Record excerpts ::
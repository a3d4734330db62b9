//! SBI dispatch tests against the router, without sockets.

use axum::body::{Body, Bytes};
use axum::http::{header, Method, Request, StatusCode};
use axum::response::Response;
use axum::Router;
use serde_json::{json, Value};
use std::collections::HashMap;
use std::sync::{Arc, Mutex};
use tower::ServiceExt;

use amf_service::http::multipart::{encode_related, parse_related, BinaryPart};
use amf_service::http::{
    build_router, AppState, Payload, RequestEnvelope, ResponseEnvelope, INDEX_GREETING, X_REQUEST_ID,
};
use amf_service::models::communication::JsonPayload;
use amf_service::models::ProblemDetails;
use amf_service::services::{build_route_table, Operation, ServiceName};

#[derive(Debug, Clone)]
struct Seen {
    operation: Operation,
    params: HashMap<String, String>,
    payload: Option<Payload>,
}

type SeenLog = Arc<Mutex<Vec<Seen>>>;

/// Router whose handler records what it saw and answers with `reply`.
fn router<F>(reply: F) -> (Router, SeenLog)
where
    F: Fn(Operation) -> ResponseEnvelope + Send + Sync + 'static,
{
    let seen: SeenLog = Arc::default();
    let log = Arc::clone(&seen);
    let handler = move |operation: Operation, request: RequestEnvelope| {
        log.lock().unwrap().push(Seen {
            operation,
            params: request.params.clone(),
            payload: request.payload.clone(),
        });
        reply(operation)
    };

    let routes = build_route_table(&[ServiceName::NamfComm]).unwrap();
    let app = build_router(AppState {
        routes: Arc::new(routes),
        handler: Arc::new(handler),
        max_body_size: 64 * 1024,
    });
    (app, seen)
}

async fn send(app: Router, request: Request<Body>) -> (StatusCode, Option<String>, Bytes) {
    let response: Response = app.oneshot(request).await.unwrap();
    let status = response.status();
    let content_type = response
        .headers()
        .get(header::CONTENT_TYPE)
        .map(|v| v.to_str().unwrap().to_string());
    let body = axum::body::to_bytes(response.into_body(), usize::MAX).await.unwrap();
    (status, content_type, body)
}

fn json_request(method: Method, uri: &str, body: &str) -> Request<Body> {
    Request::builder()
        .method(method)
        .uri(uri)
        .header(header::CONTENT_TYPE, "application/json")
        .body(Body::from(body.to_string()))
        .unwrap()
}

fn ue_context_create_data() -> Value {
    json!({
        "ueContext": {"supi": "imsi-208930000000001"},
        "targetId": {"ranNodeId": {"gNbId": {"bitLength": 24, "gNBValue": "000102"}}},
        "sourceToTargetData": {"ngapIeType": "SRC_TO_TAR_CONTAINER"},
        "pduSessionList": [],
    })
}

#[tokio::test]
async fn undecodable_body_is_400_and_never_reaches_handler() {
    let (app, seen) = router(|_| ResponseEnvelope::empty(StatusCode::NO_CONTENT));

    let (status, content_type, body) =
        send(app, json_request(Method::PUT, "/namf-comm/v1/ue-contexts/42", "{not json")).await;

    assert_eq!(status, StatusCode::BAD_REQUEST);
    assert_eq!(content_type.as_deref(), Some("application/json"));
    let problem: ProblemDetails = serde_json::from_slice(&body).unwrap();
    assert_eq!(problem.status, Some(400));
    assert_eq!(problem.title.as_deref(), Some("Malformed request syntax"));
    assert!(problem.detail.as_deref().unwrap().starts_with("[Request Body] "));
    assert!(problem.cause.is_none());
    assert!(seen.lock().unwrap().is_empty());
}

#[tokio::test]
async fn absent_body_on_json_route_is_400() {
    let (app, seen) = router(|_| ResponseEnvelope::empty(StatusCode::NO_CONTENT));

    let (status, _, body) = send(app, json_request(Method::POST, "/namf-comm/v1/subscriptions", "")).await;

    assert_eq!(status, StatusCode::BAD_REQUEST);
    let problem: ProblemDetails = serde_json::from_slice(&body).unwrap();
    assert!(!problem.detail.unwrap_or_default().is_empty());
    assert!(seen.lock().unwrap().is_empty());
}

#[tokio::test]
async fn body_read_failure_is_system_failure() {
    let (app, seen) = router(|_| ResponseEnvelope::empty(StatusCode::NO_CONTENT));
    let chunks: Vec<Result<Bytes, std::io::Error>> = vec![
        Ok(Bytes::from_static(b"{\"amfStatusUri\":")),
        Err(std::io::Error::new(std::io::ErrorKind::ConnectionReset, "peer reset")),
    ];
    let request = Request::builder()
        .method(Method::POST)
        .uri("/namf-comm/v1/subscriptions")
        .header(header::CONTENT_TYPE, "application/json")
        .body(Body::from_stream(futures_util::stream::iter(chunks)))
        .unwrap();

    let (status, _, body) = send(app, request).await;

    assert_eq!(status, StatusCode::INTERNAL_SERVER_ERROR);
    let problem: ProblemDetails = serde_json::from_slice(&body).unwrap();
    assert_eq!(problem.status, Some(500));
    assert_eq!(problem.cause.as_deref(), Some("SYSTEM_FAILURE"));
    assert!(seen.lock().unwrap().is_empty());
}

#[tokio::test]
async fn unsubscribe_forwards_path_parameter_without_body() {
    let (app, seen) = router(|_| ResponseEnvelope::empty(StatusCode::NO_CONTENT));
    let request = Request::builder()
        .method(Method::DELETE)
        .uri("/namf-comm/v1/subscriptions/abc123")
        .body(Body::empty())
        .unwrap();

    let (status, _, body) = send(app, request).await;

    assert_eq!(status, StatusCode::NO_CONTENT);
    assert!(body.is_empty());
    let seen = seen.lock().unwrap();
    assert_eq!(seen.len(), 1);
    assert_eq!(seen[0].operation, Operation::AmfStatusChangeUnSubscribe);
    assert_eq!(seen[0].params.get("subscriptionId").map(String::as_str), Some("abc123"));
    assert!(seen[0].payload.is_none());
}

#[tokio::test]
async fn missing_content_type_is_decoded_as_json() {
    let (app, seen) = router(|_| ResponseEnvelope::success(StatusCode::CREATED, &json!({"amfStatusUri": "x"})));
    let request = Request::builder()
        .method(Method::POST)
        .uri("/namf-comm/v1/subscriptions")
        .body(Body::from(r#"{"amfStatusUri":"http://nf.example/status"}"#))
        .unwrap();

    let (status, _, _) = send(app, request).await;

    assert_eq!(status, StatusCode::CREATED);
    let seen = seen.lock().unwrap();
    match seen[0].payload.as_ref().map(Payload::json) {
        Some(JsonPayload::SubscriptionData(data)) => assert_eq!(data.amf_status_uri, "http://nf.example/status"),
        other => panic!("unexpected payload {:?}", other),
    }
}

#[tokio::test]
async fn multipart_body_rejected_on_json_only_route() {
    let (app, seen) = router(|_| ResponseEnvelope::empty(StatusCode::NO_CONTENT));
    let (body, content_type) = encode_related(br#"{"pduSessionId":5}"#, &[]).unwrap();
    let request = Request::builder()
        .method(Method::POST)
        .uri("/namf-comm/v1/ue-contexts/42/assign-ebi")
        .header(header::CONTENT_TYPE, content_type)
        .body(Body::from(body))
        .unwrap();

    let (status, _, body) = send(app, request).await;

    assert_eq!(status, StatusCode::BAD_REQUEST);
    let problem: ProblemDetails = serde_json::from_slice(&body).unwrap();
    assert!(problem.detail.unwrap().contains("unsupported content type"));
    assert!(seen.lock().unwrap().is_empty());
}

#[tokio::test]
async fn composite_request_and_response_on_trigger_status() {
    let (app, seen) = router(|_| {
        ResponseEnvelope::with_parts(
            StatusCode::CREATED,
            &json!({"ueContext": {"supi": "imsi-208930000000001"}}),
            vec![BinaryPart::new("ngap-target", "application/vnd.3gpp.ngap", vec![0x20u8, 0x0e])],
        )
    });

    let root = serde_json::to_vec(&ue_context_create_data()).unwrap();
    let nas = BinaryPart::new("n2-container", "application/vnd.3gpp.ngap", vec![0x00u8, 0x0e, 0x00]);
    let (body, content_type) = encode_related(&root, &[nas.clone()]).unwrap();
    let request = Request::builder()
        .method(Method::PUT)
        .uri("/namf-comm/v1/ue-contexts/imsi-208930000000001")
        .header(header::CONTENT_TYPE, content_type)
        .body(Body::from(body))
        .unwrap();

    let (status, content_type, body) = send(app, request).await;

    assert_eq!(status, StatusCode::CREATED);
    let content_type = content_type.unwrap();
    assert!(content_type.starts_with("multipart/related"), "{}", content_type);
    let related = parse_related(&content_type, body.clone()).await.unwrap();
    let root: Value = serde_json::from_slice(&related.root).unwrap();
    assert_eq!(root["ueContext"]["supi"], "imsi-208930000000001");
    assert_eq!(related.binaries.len(), 1);
    assert_eq!(&related.binaries[0].data[..], &[0x20, 0x0e]);

    let seen = seen.lock().unwrap();
    assert_eq!(seen[0].operation, Operation::CreateUeContext);
    assert_eq!(seen[0].params.get("ueContextId").map(String::as_str), Some("imsi-208930000000001"));
    let payload = seen[0].payload.as_ref().unwrap();
    assert!(matches!(payload.json(), JsonPayload::UeContextCreateData(_)));
    assert_eq!(payload.binaries(), &[nas]);
}

#[tokio::test]
async fn non_trigger_status_is_plain_json() {
    let (app, _) = router(|_| {
        ResponseEnvelope::with_parts(
            StatusCode::OK,
            &json!({"ueContext": {}}),
            vec![BinaryPart::new("ignored", "application/vnd.3gpp.ngap", vec![1u8])],
        )
    });
    let body = serde_json::to_string(&ue_context_create_data()).unwrap();

    let (status, content_type, body) =
        send(app, json_request(Method::PUT, "/namf-comm/v1/ue-contexts/7", &body)).await;

    assert_eq!(status, StatusCode::OK);
    assert_eq!(content_type.as_deref(), Some("application/json"));
    let body: Value = serde_json::from_slice(&body).unwrap();
    assert_eq!(body, json!({"ueContext": {}}));
}

#[tokio::test]
async fn handler_problem_passes_through() {
    let (app, _) = router(|_| {
        ResponseEnvelope::problem(
            ProblemDetails::with_status(403)
                .with_title("Forbidden")
                .with_cause("UE_NOT_ALLOWED"),
        )
    });

    let (status, content_type, body) = send(
        app,
        json_request(
            Method::POST,
            "/namf-comm/v1/ue-contexts/7/release",
            r#"{"ngapCause":{"group":0,"value":10}}"#,
        ),
    )
    .await;

    assert_eq!(status, StatusCode::FORBIDDEN);
    assert_eq!(content_type.as_deref(), Some("application/json"));
    let problem: ProblemDetails = serde_json::from_slice(&body).unwrap();
    assert_eq!(problem.status, Some(403));
    assert_eq!(problem.cause.as_deref(), Some("UE_NOT_ALLOWED"));
}

#[tokio::test]
async fn stub_routes_answer_empty_object() {
    let (app, seen) = router(|_| ResponseEnvelope::empty(StatusCode::NO_CONTENT));

    let (status, _, body) = send(
        app,
        json_request(Method::POST, "/namf-comm/v1/non-ue-n2-messages/transfer", "{}"),
    )
    .await;

    assert_eq!(status, StatusCode::OK);
    assert_eq!(serde_json::from_slice::<Value>(&body).unwrap(), json!({}));
    assert!(seen.lock().unwrap().is_empty());
}

#[tokio::test]
async fn service_index_answers_greeting() {
    let (app, seen) = router(|_| ResponseEnvelope::empty(StatusCode::NO_CONTENT));
    let request = Request::builder().uri("/namf-comm/v1/").body(Body::empty()).unwrap();

    let (status, content_type, body) = send(app.clone(), request).await;

    assert_eq!(status, StatusCode::OK);
    assert!(content_type.unwrap().starts_with("text/plain"));
    assert_eq!(&body[..], INDEX_GREETING.as_bytes());
    assert!(seen.lock().unwrap().is_empty());

    let request = Request::builder().uri("/namf-comm/v1").body(Body::empty()).unwrap();
    let (status, _, _) = send(app, request).await;
    assert_eq!(status, StatusCode::NOT_FOUND);
}

#[tokio::test]
async fn unregistered_pairs_are_404() {
    for (method, uri) in [
        (Method::GET, "/namf-comm/v1/unknown"),
        (Method::PATCH, "/namf-comm/v1/subscriptions/abc"),
        (Method::GET, "/namf-evts/v1/subscriptions"),
        (Method::DELETE, "/namf-comm/v1/subscriptions/"),
    ] {
        let (app, seen) = router(|_| ResponseEnvelope::empty(StatusCode::NO_CONTENT));
        let request = Request::builder().method(method.clone()).uri(uri).body(Body::empty()).unwrap();
        let (status, _, _) = send(app, request).await;
        assert_eq!(status, StatusCode::NOT_FOUND, "{} {}", method, uri);
        assert!(seen.lock().unwrap().is_empty());
    }
}

#[tokio::test]
async fn responses_carry_request_id() {
    let (app, _) = router(|_| ResponseEnvelope::empty(StatusCode::NO_CONTENT));
    let request = Request::builder()
        .method(Method::DELETE)
        .uri("/namf-comm/v1/subscriptions/abc123")
        .header(X_REQUEST_ID, "req-7")
        .body(Body::empty())
        .unwrap();

    let response = app.oneshot(request).await.unwrap();
    assert_eq!(response.headers().get(X_REQUEST_ID).unwrap(), "req-7");
}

What is required :: Show the lines of the records that include the string "JsonPayload".

Written solution ::
use amf_service::models::communication::JsonPayload;
        Some(JsonPayload::SubscriptionData(data)) => assert_eq!(data.amf_status_uri, "http://nf.example/status"),
    assert!(matches!(payload.json(), JsonPayload::UeContextCreateData(_)));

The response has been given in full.